What the exercise asks.
Your task is to transcribe, without alteration, the lines from the top of the material below through the line bearing "pub fn run(args: SendArgs, format: OutputFormat)", inclusive.

Extracted data.
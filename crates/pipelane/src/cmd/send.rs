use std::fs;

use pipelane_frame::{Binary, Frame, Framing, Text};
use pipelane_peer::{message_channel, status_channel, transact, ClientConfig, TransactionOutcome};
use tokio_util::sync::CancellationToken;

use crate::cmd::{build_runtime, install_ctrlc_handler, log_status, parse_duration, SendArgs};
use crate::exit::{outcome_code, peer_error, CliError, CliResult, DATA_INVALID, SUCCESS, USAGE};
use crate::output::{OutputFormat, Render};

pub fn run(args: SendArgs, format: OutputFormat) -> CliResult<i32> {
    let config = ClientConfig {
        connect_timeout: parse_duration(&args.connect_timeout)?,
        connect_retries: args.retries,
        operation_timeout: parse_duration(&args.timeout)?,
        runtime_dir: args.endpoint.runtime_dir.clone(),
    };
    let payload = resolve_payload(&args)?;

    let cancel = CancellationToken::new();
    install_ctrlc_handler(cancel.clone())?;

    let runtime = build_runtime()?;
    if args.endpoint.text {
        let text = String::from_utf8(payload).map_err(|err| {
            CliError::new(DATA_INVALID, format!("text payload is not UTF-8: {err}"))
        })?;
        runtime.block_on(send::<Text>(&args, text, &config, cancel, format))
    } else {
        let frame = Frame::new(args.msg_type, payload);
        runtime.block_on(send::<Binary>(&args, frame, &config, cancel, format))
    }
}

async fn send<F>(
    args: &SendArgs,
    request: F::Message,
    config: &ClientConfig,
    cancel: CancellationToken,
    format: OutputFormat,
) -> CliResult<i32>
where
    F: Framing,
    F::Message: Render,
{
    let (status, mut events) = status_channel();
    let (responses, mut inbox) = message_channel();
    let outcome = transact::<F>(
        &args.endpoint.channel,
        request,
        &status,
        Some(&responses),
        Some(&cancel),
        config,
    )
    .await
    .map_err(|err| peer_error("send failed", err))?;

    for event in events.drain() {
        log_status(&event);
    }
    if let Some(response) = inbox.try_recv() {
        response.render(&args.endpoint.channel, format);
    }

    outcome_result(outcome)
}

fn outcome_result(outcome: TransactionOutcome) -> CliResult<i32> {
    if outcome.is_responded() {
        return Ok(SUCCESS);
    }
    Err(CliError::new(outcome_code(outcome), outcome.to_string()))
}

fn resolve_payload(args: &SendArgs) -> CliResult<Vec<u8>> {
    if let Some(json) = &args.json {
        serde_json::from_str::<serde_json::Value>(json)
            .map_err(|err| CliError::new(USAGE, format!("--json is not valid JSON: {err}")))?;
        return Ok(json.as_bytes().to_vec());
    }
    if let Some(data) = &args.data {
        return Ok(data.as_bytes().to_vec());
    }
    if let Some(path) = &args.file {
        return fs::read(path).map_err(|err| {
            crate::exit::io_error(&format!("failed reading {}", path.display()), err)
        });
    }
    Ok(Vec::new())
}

Response to this exercise.
filename crates/pipelane/src/cmd/send.rs
use std::fs;

use pipelane_frame::{Binary, Frame, Framing, Text};
use pipelane_peer::{message_channel, status_channel, transact, ClientConfig, TransactionOutcome};
use tokio_util::sync::CancellationToken;

use crate::cmd::{build_runtime, install_ctrlc_handler, log_status, parse_duration, SendArgs};
use crate::exit::{outcome_code, peer_error, CliError, CliResult, DATA_INVALID, SUCCESS, USAGE};
use crate::output::{OutputFormat, Render};

pub fn run(args: SendArgs, format: OutputFormat) -> CliResult<i32> {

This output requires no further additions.